Ten years into my prison sentence, feeling despondent and without hope, I was walking the prison yard on a cold winter's night when an inmate named Rick came up to me. He introduced himself and began to tell me that Jesus Christ loved me and wanted to forgive me. Although I knew he meant well I mocked him because I didn't think God would ever forgive me or want anything to do with me. Still Rick persisted, and we soon became friends. We often walked the yard together, and little by little he told me about his life and what he believed Jesus had done for him. He kept reminding me that no matter what we had done, Christ stood ready to forgive if we were willing to turn from the bad things we were doing and put our full faith and trust in Jesus Christ and what He did on the cross-dying for our sins.
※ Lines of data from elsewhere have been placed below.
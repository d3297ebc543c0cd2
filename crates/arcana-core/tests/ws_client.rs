//! End-to-end tests against an in-process mock backend
//!
//! Each test binds a real WebSocket server on a loopback port and
//! scripts the frames it sends, so the full client path is exercised:
//! connect, liveness probe, correlated selection, progress updates,
//! reconnection.

use std::time::Duration;

use futures_util::{SinkExt, StreamExt};
use serde_json::Value;
use tokio::net::{TcpListener, TcpStream};
use tokio::time::timeout;
use tokio_tungstenite::accept_async;
use tokio_tungstenite::tungstenite::Message;
use tokio_tungstenite::WebSocketStream;

use arcana_core::{
    ArcanaClient, ClientConfig, ConnectionState, RepoData, RequestError, SyncStatus,
};

fn fast_config(url: &str) -> ClientConfig {
    ClientConfig {
        url: url.to_string(),
        request_timeout: Duration::from_millis(500),
        reconnect_delay: Duration::from_millis(50),
        send_retry_delay: Duration::from_millis(50),
        max_reconnect_attempts: 5,
    }
}

fn repo(name: &str) -> RepoData {
    RepoData {
        repo_id: 1,
        name: name.to_string(),
        owner: "o".to_string(),
        url: "https://github.com/o/x".to_string(),
        branch: None,
    }
}

/// Read the next text frame, skipping control frames
async fn read_text(ws: &mut WebSocketStream<TcpStream>) -> Option<String> {
    while let Some(msg) = ws.next().await {
        match msg {
            Ok(Message::Text(text)) => return Some(text),
            Ok(Message::Close(_)) | Err(_) => return None,
            _ => {}
        }
    }
    None
}

fn response_frame(message_id: &str, body: &str) -> String {
    format!(
        r#"{{"type":"workspace_select_github_response","messageId":"{}",{}}}"#,
        message_id, body
    )
}

async fn wait_connected(client: &ArcanaClient) {
    let mut state_rx = client.subscribe_state();
    timeout(
        Duration::from_secs(5),
        state_rx.wait_for(|s| *s == ConnectionState::Connected),
    )
    .await
    .expect("client did not connect in time")
    .unwrap();
}

#[tokio::test]
async fn client_connects_and_sends_liveness_probe() {
    let listener = TcpListener::bind("127.0.0.1:0").await.unwrap();
    let addr = listener.local_addr().unwrap();

    let server = tokio::spawn(async move {
        let (stream, _) = listener.accept().await.unwrap();
        let mut ws = accept_async(stream).await.unwrap();
        let text = read_text(&mut ws).await.unwrap();
        let frame: Value = serde_json::from_str(&text).unwrap();
        assert_eq!(frame["type"], "ping");
        assert!(frame["clientId"].as_str().unwrap().starts_with("arcana-"));
        assert!(frame["clientTimestamp"].is_i64());
        // hold the socket so the client-side state assertions can run
        tokio::time::sleep(Duration::from_millis(300)).await;
    });

    let client = ArcanaClient::connect(fast_config(&format!("ws://{}", addr)));
    wait_connected(&client).await;
    // the probe assertions run on the server side
    server.await.unwrap();
    client.shutdown();
}

#[tokio::test]
async fn select_github_repo_resolves_through_progress_sequence() {
    let listener = TcpListener::bind("127.0.0.1:0").await.unwrap();
    let addr = listener.local_addr().unwrap();

    let server = tokio::spawn(async move {
        let (stream, _) = listener.accept().await.unwrap();
        let mut ws = accept_async(stream).await.unwrap();
        let _ping = read_text(&mut ws).await.unwrap();

        let select = read_text(&mut ws).await.unwrap();
        let frame: Value = serde_json::from_str(&select).unwrap();
        assert_eq!(frame["type"], "workspace_select_github");
        assert_eq!(frame["repoData"]["name"], "x");
        assert_eq!(frame["accessToken"], "tok");
        let id = frame["messageId"].as_str().unwrap().to_string();

        for body in [
            r#""status":"cloning","progress":5,"message":"Cloning repository""#,
            r#""status":"cloning","progress":50"#,
            r#""status":"success","workspaceId":"ws-1""#,
        ] {
            ws.send(Message::Text(response_frame(&id, body)))
                .await
                .unwrap();
        }
        // keep the socket open until the client has read everything
        tokio::time::sleep(Duration::from_millis(300)).await;
    });

    let client = ArcanaClient::connect(fast_config(&format!("ws://{}", addr)));
    wait_connected(&client).await;

    // record the dispatched response frames behind the built-in handling
    let seen = std::sync::Arc::new(std::sync::Mutex::new(Vec::new()));
    let seen_by_listener = std::sync::Arc::clone(&seen);
    let _sub = client.add_message_listener("workspace_select_github_response", move |v| {
        seen_by_listener
            .lock()
            .unwrap()
            .push(v["status"].as_str().unwrap_or_default().to_string());
    });

    let result = client.select_github_repo(repo("x"), "tok").await.unwrap();
    assert_eq!(result.workspace_id, "ws-1");

    let mut sync_rx = client.subscribe_sync();
    timeout(
        Duration::from_secs(1),
        sync_rx.wait_for(|s| s.status == SyncStatus::Synchronized),
    )
    .await
    .expect("session did not reach synchronized")
    .unwrap();
    let snap = client.sync_state();
    assert_eq!(snap.progress, 100);
    assert!(snap.error.is_none());

    assert_eq!(
        *seen.lock().unwrap(),
        vec!["cloning".to_string(), "cloning".to_string(), "success".to_string()]
    );

    server.await.unwrap();
    client.shutdown();
}

#[tokio::test]
async fn select_github_repo_rejects_on_server_error() {
    let listener = TcpListener::bind("127.0.0.1:0").await.unwrap();
    let addr = listener.local_addr().unwrap();

    let server = tokio::spawn(async move {
        let (stream, _) = listener.accept().await.unwrap();
        let mut ws = accept_async(stream).await.unwrap();
        let _ping = read_text(&mut ws).await.unwrap();

        let select = read_text(&mut ws).await.unwrap();
        let frame: Value = serde_json::from_str(&select).unwrap();
        let id = frame["messageId"].as_str().unwrap().to_string();

        ws.send(Message::Text(response_frame(
            &id,
            r#""status":"error","message":"boom""#,
        )))
        .await
        .unwrap();
        tokio::time::sleep(Duration::from_millis(300)).await;
    });

    let client = ArcanaClient::connect(fast_config(&format!("ws://{}", addr)));
    wait_connected(&client).await;

    let result = client.select_github_repo(repo("x"), "tok").await;
    assert_eq!(result, Err(RequestError::Server("boom".to_string())));

    let mut sync_rx = client.subscribe_sync();
    timeout(
        Duration::from_secs(1),
        sync_rx.wait_for(|s| s.status == SyncStatus::Error),
    )
    .await
    .expect("session did not reach error")
    .unwrap();
    assert_eq!(client.sync_state().error.as_deref(), Some("boom"));

    server.await.unwrap();
    client.shutdown();
}

#[tokio::test]
async fn select_github_repo_times_out_and_ignores_late_response() {
    let listener = TcpListener::bind("127.0.0.1:0").await.unwrap();
    let addr = listener.local_addr().unwrap();
    let (close_tx, close_rx) = tokio::sync::oneshot::channel::<()>();

    let server = tokio::spawn(async move {
        let (stream, _) = listener.accept().await.unwrap();
        let mut ws = accept_async(stream).await.unwrap();
        let _ping = read_text(&mut ws).await.unwrap();

        let select = read_text(&mut ws).await.unwrap();
        let frame: Value = serde_json::from_str(&select).unwrap();
        let id = frame["messageId"].as_str().unwrap().to_string();

        // answer well after the client's request timeout
        tokio::time::sleep(Duration::from_millis(600)).await;
        ws.send(Message::Text(response_frame(
            &id,
            r#""status":"success","workspaceId":"ws-late""#,
        )))
        .await
        .ok();
        // a dropped socket would reset the session to idle; hold it
        // open until the client has asserted on the late response
        close_rx.await.ok();
        drop(ws);
    });

    let mut config = fast_config(&format!("ws://{}", addr));
    config.request_timeout = Duration::from_millis(200);
    let client = ArcanaClient::connect(config);
    wait_connected(&client).await;

    let result = client.select_github_repo(repo("x"), "tok").await;
    assert_eq!(result, Err(RequestError::Timeout));
    assert_eq!(client.sync_state().status, SyncStatus::Error);

    // the late success must not flip the session after rejection
    tokio::time::sleep(Duration::from_millis(800)).await;
    assert_eq!(client.sync_state().status, SyncStatus::Error);

    close_tx.send(()).ok();
    server.await.unwrap();
    client.shutdown();
}

#[tokio::test]
async fn timeout_racing_a_success_response_never_contradicts_the_session() {
    let listener = TcpListener::bind("127.0.0.1:0").await.unwrap();
    let addr = listener.local_addr().unwrap();

    // answer every selection immediately, so with a tight client
    // timeout either side can win the race
    let server = tokio::spawn(async move {
        let (stream, _) = listener.accept().await.unwrap();
        let mut ws = accept_async(stream).await.unwrap();
        while let Some(text) = read_text(&mut ws).await {
            let frame: Value = serde_json::from_str(&text).unwrap();
            if frame["type"] == "workspace_select_github" {
                let id = frame["messageId"].as_str().unwrap();
                // a send can fail when the client shuts down with a
                // response still in flight; that is an expected outcome
                // of the race this test creates, not a fault
                if ws
                    .send(Message::Text(response_frame(
                        id,
                        r#""status":"success","workspaceId":"ws-1""#,
                    )))
                    .await
                    .is_err()
                {
                    break;
                }
            }
        }
    });

    let mut config = fast_config(&format!("ws://{}", addr));
    config.request_timeout = Duration::from_millis(2);
    let client = ArcanaClient::connect(config);
    wait_connected(&client).await;

    for _ in 0..10 {
        let result = client.select_github_repo(repo("x"), "tok").await;
        let snap = client.sync_state();
        match result {
            Ok(selection) => assert_eq!(selection.workspace_id, "ws-1"),
            // a timed-out request must not leave a synchronized session
            // behind; when the response settled first, that outcome is
            // the one reported
            Err(RequestError::Timeout) => assert_ne!(snap.status, SyncStatus::Synchronized),
            Err(other) => panic!("unexpected rejection: {other}"),
        }
    }

    client.shutdown();
    server.await.unwrap();
}

#[tokio::test]
async fn disconnect_resets_session_and_rejects_in_flight_request() {
    let listener = TcpListener::bind("127.0.0.1:0").await.unwrap();
    let addr = listener.local_addr().unwrap();
    let (close_tx, close_rx) = tokio::sync::oneshot::channel::<()>();

    let server = tokio::spawn(async move {
        let (stream, _) = listener.accept().await.unwrap();
        let mut ws = accept_async(stream).await.unwrap();
        let _ping = read_text(&mut ws).await.unwrap();

        let select = read_text(&mut ws).await.unwrap();
        let frame: Value = serde_json::from_str(&select).unwrap();
        let id = frame["messageId"].as_str().unwrap().to_string();

        ws.send(Message::Text(response_frame(
            &id,
            r#""status":"cloning","progress":50"#,
        )))
        .await
        .unwrap();

        // drop the connection mid-sync once the client has seen progress
        close_rx.await.ok();
        drop(ws);
    });

    let client = ArcanaClient::connect(fast_config(&format!("ws://{}", addr)));
    wait_connected(&client).await;

    let mut sync_rx = client.subscribe_sync();
    let driver = async move {
        timeout(
            Duration::from_secs(2),
            sync_rx.wait_for(|s| s.status == SyncStatus::Syncing && s.progress == 50),
        )
        .await
        .expect("session never reached syncing")
        .unwrap();
        close_tx.send(()).ok();
    };

    let (result, ()) = tokio::join!(client.select_github_repo(repo("x"), "tok"), driver);
    assert_eq!(result, Err(RequestError::ConnectionClosed));

    let mut sync_rx = client.subscribe_sync();
    timeout(
        Duration::from_secs(2),
        sync_rx.wait_for(|s| s.status == SyncStatus::Idle && s.progress == 0),
    )
    .await
    .expect("session was not reset to idle")
    .unwrap();

    server.await.unwrap();
    client.shutdown();
}

#[tokio::test]
async fn reconnect_stops_at_ceiling_until_manual_reconnect() {
    // reserve a loopback port with nothing listening on it
    let placeholder = TcpListener::bind("127.0.0.1:0").await.unwrap();
    let addr = placeholder.local_addr().unwrap();
    drop(placeholder);

    let mut config = fast_config(&format!("ws://{}", addr));
    config.reconnect_delay = Duration::from_millis(30);
    let client = ArcanaClient::connect(config);

    // initial attempt plus five scheduled retries, all refused
    tokio::time::sleep(Duration::from_millis(600)).await;
    assert_eq!(client.connection_state(), ConnectionState::Disconnected);

    // a server appears, but the ceiling is reached: no automatic attempt
    let listener = TcpListener::bind(addr).await.unwrap();
    let server = tokio::spawn(async move {
        let (stream, _) = listener.accept().await.unwrap();
        let mut ws = accept_async(stream).await.unwrap();
        let _ping = read_text(&mut ws).await;
        tokio::time::sleep(Duration::from_secs(3)).await;
    });
    tokio::time::sleep(Duration::from_millis(300)).await;
    assert_eq!(client.connection_state(), ConnectionState::Disconnected);

    // a manual reconnect resets the counter and connects right away
    client.reconnect();
    wait_connected(&client).await;

    server.abort();
    client.shutdown();
}

#[tokio::test]
async fn send_message_reports_transport_availability() {
    let listener = TcpListener::bind("127.0.0.1:0").await.unwrap();
    let addr = listener.local_addr().unwrap();
    let (frame_tx, mut frame_rx) = tokio::sync::mpsc::unbounded_channel::<String>();

    let server = tokio::spawn(async move {
        let (stream, _) = listener.accept().await.unwrap();
        let mut ws = accept_async(stream).await.unwrap();
        while let Some(text) = read_text(&mut ws).await {
            frame_tx.send(text).ok();
        }
    });

    let client = ArcanaClient::connect(fast_config(&format!("ws://{}", addr)));
    wait_connected(&client).await;

    assert!(client.send_message(r#"{"type":"chat","text":"hello"}"#));

    // the server sees the probe first, then our frame
    let first = timeout(Duration::from_secs(2), frame_rx.recv())
        .await
        .unwrap()
        .unwrap();
    assert!(first.contains("ping"));
    let second = timeout(Duration::from_secs(2), frame_rx.recv())
        .await
        .unwrap()
        .unwrap();
    assert!(second.contains("hello"));

    client.shutdown();
    server.abort();

    // a fresh client pointed at a dead endpoint cannot send
    let placeholder = TcpListener::bind("127.0.0.1:0").await.unwrap();
    let dead_addr = placeholder.local_addr().unwrap();
    drop(placeholder);
    let offline = ArcanaClient::connect(fast_config(&format!("ws://{}", dead_addr)));
    tokio::time::sleep(Duration::from_millis(100)).await;
    assert!(!offline.send_message(r#"{"type":"chat","text":"lost"}"#));
    offline.shutdown();
}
Rick gave me a Gideon's Pocket Testament and asked me to read the Psalms, which I did every night. It was during those times that the Lord quietly and gently melted my stone-cold heart. One night as I was reading Psalm 34 I came upon verse 6, which says, "This poor man cried, and the Lord heard him, and saved him out of all his troubles." At that very moment in 1987 everything seemed to hit me all at once-the guilt from what I had done, the disgust at what I had become-and I began to pour out my heart to God. In my cold cell on that dark night I got down on my knees and cried out to Jesus Christ. I told Him I was sick and tired of doing evil. I asked Him to forgive me for all my sins. I spent a good while on my knees praying to Him, and when I got up it felt as if a very heavy but invisible chain that had been around me for so many years was now broken. A peace flooded over me. I did not understand what was happening, but in my heart I knew that my life was going to be different.
More than eighteen years have gone by since I had that first talk with
the Lord, and so many good things have happened in that time. Jesus Christ has allowed me to start an outreach ministry right here in the prison, where I have been given permission by prison officials to work in the "Intermediate Care Program" (ICP Unit) where men who have various emotional and coping problems are housed. I can pray with them as we read our Bibles together, and I get the chance to show them a lot of brotherly love and compassion. I have worked as the Chaplain's clerk . . . " That was from David Berkowitz, New York City's paralyzing Son of Sam who became a redeemed child of God. From a little yeast-added to 60 pounds of flour.3 Thank you, Father!
1 - Exploratorium - https://www.exploratorium.edu/cooking/bread/recipe-sourdough.html
2 - Yes, "was". I do not find myself baking much at all anymore.